His lineage most likely died out around the time of the Great Anti-Buddhist Persecution in 845. However, Shenhui's prestige lasted long after his lineage; as late as the 10th century, the founder of the Fayan school is quoted as stating, "The record of that time was indeed excellent. Today, if we point to a greatly awakened school, it is the Heze school."


Controversy

Shenhui may have been largely responsible for the idea of a lineal sequence of patriarchs, as well as the concept of a robe and bowl as symbols of the office. According to Jorgesen:

It was through the propaganda of Shen-hui (684-758) that Huineng (d. 710) became the also today still towering figure of sixth patriarch of Ch’an/Zen Buddhism, and accepted as the ancestor or founder of all subsequent Ch’an lineages … using the life of Confucius as a template for its structure, Shen-hui invented a hagiography for the then highly obscure Huineng. At the same time, Shen-hui forged a lineage of patriarchs of Ch’an back to the Buddha using ideas from Indian Buddhism and Chinese ancestor worship.

Several scholars consider Shenhui's arguments against the "Northern School" to be fabrications or exaggerations.
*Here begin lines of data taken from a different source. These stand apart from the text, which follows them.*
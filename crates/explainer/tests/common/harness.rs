//! Test harness for isolated pipeline runs.
//!
//! The `TestHarness` struct owns a temporary data directory and a file-backed
//! job store. The intake side and the worker open separate database handles,
//! the same way the `submit` command and a running worker do.

#![allow(dead_code)]

use std::path::PathBuf;
use std::sync::Arc;
use std::time::Duration;

use tempfile::TempDir;

use explainer::worker::PassSummary;
use explainer::{
    Clock, Database, Intake, Job, JobStatus, JobStore, PptxExtractor, RateLimiter, ResultWriter,
    RetryPolicy, SlideExplainer, StageArea, StatusResolver, TextGenerator, TokioClock, Worker,
};

use super::builders::DeckBuilder;

pub struct TestHarness {
    temp_dir: TempDir,
    /// Root of stage directories and result artifacts.
    pub data_dir: PathBuf,
    /// Job store file shared by intake and worker.
    pub db_path: PathBuf,
    pub store: JobStore,
    pub stage: StageArea,
    pub results: ResultWriter,
}

impl TestHarness {
    pub fn new() -> Self {
        let temp_dir = TempDir::new().expect("Failed to create temp directory");
        let data_dir = temp_dir.path().join("data");
        let db_path = data_dir.join("explainer.db");

        let stage = StageArea::new(&data_dir);
        stage
            .ensure_directories()
            .expect("Failed to create stage directories");
        let store = JobStore::new(Database::open(&db_path).expect("Failed to open job store"));

        Self {
            results: ResultWriter::new(&data_dir),
            temp_dir,
            data_dir,
            db_path,
            store,
            stage,
        }
    }

    pub fn intake(&self) -> Intake {
        Intake::new(self.store.clone(), self.stage.clone())
    }

    pub fn resolver(&self) -> StatusResolver {
        StatusResolver::new(self.store.clone(), self.stage.clone(), self.results.clone())
    }

    /// A second handle on the job store file.
    pub fn open_store(&self) -> JobStore {
        JobStore::new(Database::open(&self.db_path).expect("Failed to reopen job store"))
    }

    /// A second handle that gives up on a locked file after `timeout`.
    pub fn open_store_with_busy_timeout(&self, timeout: Duration) -> JobStore {
        JobStore::new(
            Database::open_with_busy_timeout(&self.db_path, timeout)
                .expect("Failed to reopen job store"),
        )
    }

    /// Worker over the real pptx extractor and the given generator.
    pub fn worker(
        &self,
        generator: Arc<dyn TextGenerator>,
        limit: u32,
        window: Duration,
        policy: RetryPolicy,
    ) -> Worker {
        self.worker_on(self.open_store(), generator, limit, window, policy)
    }

    pub fn worker_on(
        &self,
        store: JobStore,
        generator: Arc<dyn TextGenerator>,
        limit: u32,
        window: Duration,
        policy: RetryPolicy,
    ) -> Worker {
        let clock: Arc<dyn Clock> = Arc::new(TokioClock);
        let limiter = Arc::new(
            RateLimiter::new(limit, window, clock.clone()).expect("Invalid rate limit"),
        );
        let explainer = SlideExplainer::new(generator, limiter, clock.clone(), policy, "explain: ");
        Worker::new(
            store,
            self.stage.clone(),
            self.results.clone(),
            Arc::new(PptxExtractor::new()),
            explainer,
            clock,
            Duration::from_secs(1),
        )
    }

    /// Worker with a generous limit and no retries.
    pub fn default_worker(&self, generator: Arc<dyn TextGenerator>) -> Worker {
        self.worker(
            generator,
            100,
            Duration::from_secs(1),
            RetryPolicy::no_retries(),
        )
    }

    /// Submits a deck through intake and returns the pending job.
    pub fn submit_deck(&self, name: &str, deck: &DeckBuilder) -> Job {
        self.intake()
            .submit(name, &deck.build(), None)
            .expect("Failed to submit deck")
    }

    pub async fn run_pass(&self, worker: &Worker) -> PassSummary {
        worker.run_once().await.expect("Worker pass failed")
    }

    pub fn job(&self, uid: &str) -> Job {
        self.store
            .get(uid)
            .expect("Failed to read job")
            .expect("Job not found")
    }

    pub fn status(&self, uid: &str) -> JobStatus {
        self.job(uid).status
    }
}

impl Default for TestHarness {
    fn default() -> Self {
        Self::new()
    }
}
Heinrich Dumoulin, commenting on Shenhui's accusations, wrote that Shenhui was "unscrupulous", while Ui Hakuju wrote that he had "“traits deserving of moral censure and criticism for intolerance”. Philip Yampolsky wrote that Shenhui's claim that the Diamond Sutra and not the Lankavatara Sutra was the paramount sutra of Bodhidharma and his disciples was "pure fabrication". He has also suggested that one of Shenhui's disciples wrote the Platform Sutra in order to glorify his teacher; although McRae argues that it was the Oxhead School's attempt to rectify the sectarian rift between the Northern and Southern lines of transmission. In any case, even the Platform Sutra itself and the Record of the Masters and Disciples of the Lankavatara list several disciples that succeeded Hongren, casting doubt on the idea of a lineal transmission scheme.

John McRae has also cast serious doubts on whether or not The Platform Sutra or Shenhui portrayed Huineng and his teaching accurately; a great deal of the information given about him does not match with Huineng's extant epitaph. The birth of the many lines of Chan teachers following Huineng is thus highly questionable. By the last quarter of the eighth century, there began a great stampede in the Chan schools. Almost every teacher or school of Chan attempted to tie themselves to the school of Huineng and Shenhui. It was not easy, however, to claim a tie to Shenhui, who had died only too recently. But Huineng had died early in the eighth century, and his disciples were mostly unknown ascetics who lived and died in their hilly retreats. One could easily claim to have paid a visit to some of them. So, in the last decades of the century, some of those unknown names were remembered or discovered. Two of those names thus exhumed from obscurity were Huairang of the Heng Mountains in Hunan, and Qingsi of the Ch'ing-yuan Mountains. Neither of these names appeared in Shenhui's brief sketch of Huineng's life-story, which contains four names of his disciples, or in the oldest text of the Danjing, which mentions ten names.